─── Provided information ───

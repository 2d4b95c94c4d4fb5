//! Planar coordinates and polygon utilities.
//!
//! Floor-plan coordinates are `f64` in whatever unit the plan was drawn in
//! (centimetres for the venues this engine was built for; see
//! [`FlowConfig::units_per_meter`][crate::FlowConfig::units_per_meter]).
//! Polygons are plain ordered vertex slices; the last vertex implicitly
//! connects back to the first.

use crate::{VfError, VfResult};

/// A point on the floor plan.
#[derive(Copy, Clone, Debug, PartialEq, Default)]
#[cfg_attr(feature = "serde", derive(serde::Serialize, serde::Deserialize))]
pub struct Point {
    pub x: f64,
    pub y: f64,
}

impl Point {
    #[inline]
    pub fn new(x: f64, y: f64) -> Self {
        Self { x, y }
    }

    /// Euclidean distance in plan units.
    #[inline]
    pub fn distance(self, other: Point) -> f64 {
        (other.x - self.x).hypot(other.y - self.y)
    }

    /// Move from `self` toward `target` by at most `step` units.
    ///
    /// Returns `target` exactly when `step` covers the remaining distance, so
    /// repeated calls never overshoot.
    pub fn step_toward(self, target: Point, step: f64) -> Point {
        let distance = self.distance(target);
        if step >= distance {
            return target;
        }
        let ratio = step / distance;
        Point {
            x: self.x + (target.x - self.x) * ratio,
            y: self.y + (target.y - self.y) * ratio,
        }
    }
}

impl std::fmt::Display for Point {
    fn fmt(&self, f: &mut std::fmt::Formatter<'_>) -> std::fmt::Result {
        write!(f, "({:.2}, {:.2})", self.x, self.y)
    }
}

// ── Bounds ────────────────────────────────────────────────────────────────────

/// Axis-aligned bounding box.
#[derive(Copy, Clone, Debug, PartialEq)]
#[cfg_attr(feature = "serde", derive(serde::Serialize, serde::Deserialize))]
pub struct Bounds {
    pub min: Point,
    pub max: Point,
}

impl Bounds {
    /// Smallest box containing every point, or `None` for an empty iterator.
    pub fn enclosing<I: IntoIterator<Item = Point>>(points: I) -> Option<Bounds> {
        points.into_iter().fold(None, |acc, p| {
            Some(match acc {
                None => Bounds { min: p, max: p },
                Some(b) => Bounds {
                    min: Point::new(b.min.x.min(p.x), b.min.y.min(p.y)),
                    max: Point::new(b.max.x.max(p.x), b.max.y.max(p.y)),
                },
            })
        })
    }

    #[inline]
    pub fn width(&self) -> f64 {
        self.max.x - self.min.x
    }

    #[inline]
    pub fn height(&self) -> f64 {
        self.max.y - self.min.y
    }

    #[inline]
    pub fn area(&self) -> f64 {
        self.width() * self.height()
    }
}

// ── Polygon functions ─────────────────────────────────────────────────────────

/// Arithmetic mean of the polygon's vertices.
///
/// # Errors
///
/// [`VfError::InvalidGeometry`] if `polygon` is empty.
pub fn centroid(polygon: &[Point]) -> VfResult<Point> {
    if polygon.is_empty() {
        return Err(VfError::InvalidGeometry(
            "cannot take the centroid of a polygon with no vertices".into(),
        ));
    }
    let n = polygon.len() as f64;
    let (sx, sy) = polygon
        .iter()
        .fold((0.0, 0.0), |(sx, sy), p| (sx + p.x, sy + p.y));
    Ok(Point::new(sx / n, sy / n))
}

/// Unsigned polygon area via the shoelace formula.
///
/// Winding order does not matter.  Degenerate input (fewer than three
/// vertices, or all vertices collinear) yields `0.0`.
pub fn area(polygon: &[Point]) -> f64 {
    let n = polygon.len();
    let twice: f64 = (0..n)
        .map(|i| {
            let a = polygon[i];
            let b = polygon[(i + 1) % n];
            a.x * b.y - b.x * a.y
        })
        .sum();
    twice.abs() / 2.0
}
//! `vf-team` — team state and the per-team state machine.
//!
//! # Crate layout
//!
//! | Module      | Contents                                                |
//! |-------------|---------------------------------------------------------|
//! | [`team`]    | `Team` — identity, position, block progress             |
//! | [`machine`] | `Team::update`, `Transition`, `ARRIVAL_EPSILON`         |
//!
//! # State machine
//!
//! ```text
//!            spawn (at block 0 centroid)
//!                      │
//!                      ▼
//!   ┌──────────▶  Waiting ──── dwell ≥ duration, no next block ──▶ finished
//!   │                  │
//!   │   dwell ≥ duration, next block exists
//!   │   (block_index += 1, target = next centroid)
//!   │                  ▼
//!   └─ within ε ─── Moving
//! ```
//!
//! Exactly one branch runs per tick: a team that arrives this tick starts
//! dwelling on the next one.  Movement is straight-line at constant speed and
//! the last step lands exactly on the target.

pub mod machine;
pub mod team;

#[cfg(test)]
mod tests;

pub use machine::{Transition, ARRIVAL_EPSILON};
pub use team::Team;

───

Only a number is expected: the count of lines in the entries that include the string "derive".

4